Based on the listing below, report how many lines contain the word "Ordered". Nothing but the number, please.

- **Material provided**
Segment Open

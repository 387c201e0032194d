//! Transaction repository

use rust_decimal::Decimal;
use sqlx::postgres::PgRow;
use sqlx::{PgExecutor, Row};

use super::models::{Transaction, TransactionStatus, TransactionType};
use crate::error::AppError;

/// Fields for inserting a new transaction row
#[derive(Debug, Clone)]
pub struct NewTransaction {
    pub user_id: i64,
    pub tx_type: TransactionType,
    pub status: TransactionStatus,
    pub amount: Decimal,
    pub currency: String,
    pub provider_tx_id: String,
    pub provider_withdrawn_tx_id: Option<i64>,
    pub old_balance: Decimal,
    pub new_balance: Decimal,
}

const TX_COLUMNS: &str = "id, user_id, tx_type, status, amount, currency, provider_tx_id, \
                          provider_withdrawn_tx_id, old_balance, new_balance, created_at, updated_at";

/// Transaction repository
///
/// All methods take an executor so callers decide whether they run against
/// the pool or inside an open transaction. The `..._for_update` variants
/// must run inside a transaction.
pub struct TransactionRepo;

impl TransactionRepo {
    /// Insert a new transaction and return the stored row
    pub async fn create(
        executor: impl PgExecutor<'_>,
        new: &NewTransaction,
    ) -> Result<Transaction, AppError> {
        let row = sqlx::query(&format!(
            r#"
            INSERT INTO transactions
                (user_id, tx_type, status, amount, currency, provider_tx_id,
                 provider_withdrawn_tx_id, old_balance, new_balance, created_at, updated_at)
            VALUES ($1, $2, $3, $4, $5, $6, $7, $8, $9, NOW(), NOW())
            RETURNING {TX_COLUMNS}
            "#
        ))
        .bind(new.user_id)
        .bind(new.tx_type.as_str())
        .bind(new.status.as_str())
        .bind(new.amount)
        .bind(&new.currency)
        .bind(&new.provider_tx_id)
        .bind(new.provider_withdrawn_tx_id)
        .bind(new.old_balance)
        .bind(new.new_balance)
        .fetch_one(executor)
        .await?;

        row_to_transaction(&row)
    }

    /// Get a transaction by primary key
    pub async fn get_by_id(
        executor: impl PgExecutor<'_>,
        id: i64,
    ) -> Result<Option<Transaction>, AppError> {
        let row = sqlx::query(&format!(
            "SELECT {TX_COLUMNS} FROM transactions WHERE id = $1"
        ))
        .bind(id)
        .fetch_optional(executor)
        .await?;

        row.map(|r| row_to_transaction(&r)).transpose()
    }

    /// Get a transaction by primary key with a row-level exclusive lock
    pub async fn get_by_id_for_update(
        executor: impl PgExecutor<'_>,
        id: i64,
    ) -> Result<Option<Transaction>, AppError> {
        let row = sqlx::query(&format!(
            "SELECT {TX_COLUMNS} FROM transactions WHERE id = $1 FOR UPDATE"
        ))
        .bind(id)
        .fetch_optional(executor)
        .await?;

        row.map(|r| row_to_transaction(&r)).transpose()
    }

    /// Get a transaction by provider transaction id
    pub async fn get_by_provider_tx_id(
        executor: impl PgExecutor<'_>,
        provider_tx_id: &str,
    ) -> Result<Option<Transaction>, AppError> {
        let row = sqlx::query(&format!(
            "SELECT {TX_COLUMNS} FROM transactions WHERE provider_tx_id = $1"
        ))
        .bind(provider_tx_id)
        .fetch_optional(executor)
        .await?;

        row.map(|r| row_to_transaction(&r)).transpose()
    }

    /// Get a transaction by provider transaction id with a row-level lock
    pub async fn get_by_provider_tx_id_for_update(
        executor: impl PgExecutor<'_>,
        provider_tx_id: &str,
    ) -> Result<Option<Transaction>, AppError> {
        let row = sqlx::query(&format!(
            "SELECT {TX_COLUMNS} FROM transactions WHERE provider_tx_id = $1 FOR UPDATE"
        ))
        .bind(provider_tx_id)
        .fetch_optional(executor)
        .await?;

        row.map(|r| row_to_transaction(&r)).transpose()
    }

    /// Get the child transaction referencing a withdraw
    pub async fn get_by_provider_withdrawn_tx_id(
        executor: impl PgExecutor<'_>,
        provider_withdrawn_tx_id: i64,
    ) -> Result<Option<Transaction>, AppError> {
        let row = sqlx::query(&format!(
            "SELECT {TX_COLUMNS} FROM transactions WHERE provider_withdrawn_tx_id = $1 LIMIT 1"
        ))
        .bind(provider_withdrawn_tx_id)
        .fetch_optional(executor)
        .await?;

        row.map(|r| row_to_transaction(&r)).transpose()
    }

    /// List a user's transactions, newest first
    pub async fn list_by_user(
        executor: impl PgExecutor<'_>,
        user_id: i64,
        limit: i64,
        offset: i64,
    ) -> Result<Vec<Transaction>, AppError> {
        let rows = sqlx::query(&format!(
            r#"
            SELECT {TX_COLUMNS} FROM transactions
            WHERE user_id = $1
            ORDER BY created_at DESC
            LIMIT $2 OFFSET $3
            "#
        ))
        .bind(user_id)
        .bind(limit)
        .bind(offset)
        .fetch_all(executor)
        .await?;

        rows.iter().map(row_to_transaction).collect()
    }

    /// Persist status and observed balances for a transaction
    pub async fn update(
        executor: impl PgExecutor<'_>,
        tx: &Transaction,
    ) -> Result<(), AppError> {
        sqlx::query(
            r#"
            UPDATE transactions
            SET status = $1, old_balance = $2, new_balance = $3, updated_at = NOW()
            WHERE id = $4
            "#,
        )
        .bind(tx.status.as_str())
        .bind(tx.old_balance)
        .bind(tx.new_balance)
        .bind(tx.id)
        .execute(executor)
        .await?;

        Ok(())
    }

    /// Update only the status of a transaction
    pub async fn update_status(
        executor: impl PgExecutor<'_>,
        id: i64,
        status: TransactionStatus,
    ) -> Result<(), AppError> {
        sqlx::query("UPDATE transactions SET status = $1, updated_at = NOW() WHERE id = $2")
            .bind(status.as_str())
            .bind(id)
            .execute(executor)
            .await?;

        Ok(())
    }
}

/// Convert a database row into a Transaction
fn row_to_transaction(row: &PgRow) -> Result<Transaction, AppError> {
    let type_str: String = row.get("tx_type");
    let tx_type = TransactionType::from_str(&type_str)
        .ok_or_else(|| AppError::DatabaseQuery(format!("invalid tx_type: {}", type_str)))?;

    let status_str: String = row.get("status");
    let status = TransactionStatus::from_str(&status_str)
        .ok_or_else(|| AppError::DatabaseQuery(format!("invalid status: {}", status_str)))?;

    Ok(Transaction {
        id: row.get("id"),
        user_id: row.get("user_id"),
        tx_type,
        status,
        amount: row.get("amount"),
        currency: row.get("currency"),
        provider_tx_id: row.get("provider_tx_id"),
        provider_withdrawn_tx_id: row.get("provider_withdrawn_tx_id"),
        old_balance: row.get("old_balance"),
        new_balance: row.get("new_balance"),
        created_at: row.get("created_at"),
        updated_at: row.get("updated_at"),
    })
}
//! Lifecycle management subsystem.
//!
//! # Data Flow
//! ```text
//! Startup (main.rs):
//!     Load config → Validate → Init logging/metrics → Bind → Serve
//!
//! Shutdown (shutdown.rs):
//!     Signal received → Stop accepting → Drain in-flight requests → Exit
//!
//! Signals (signals.rs):
//!     SIGTERM/SIGINT → Trigger graceful shutdown
//! ```
//!
//! # Design Decisions
//! - Ordered startup: config first, then observability, then listener
//! - Ordered shutdown: stop accept, drain, close

pub mod shutdown;
pub mod signals;

pub use shutdown::Shutdown;
pub use signals::{shutdown_signal, trigger_on_signal};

Segment Closed

- **Response area**
2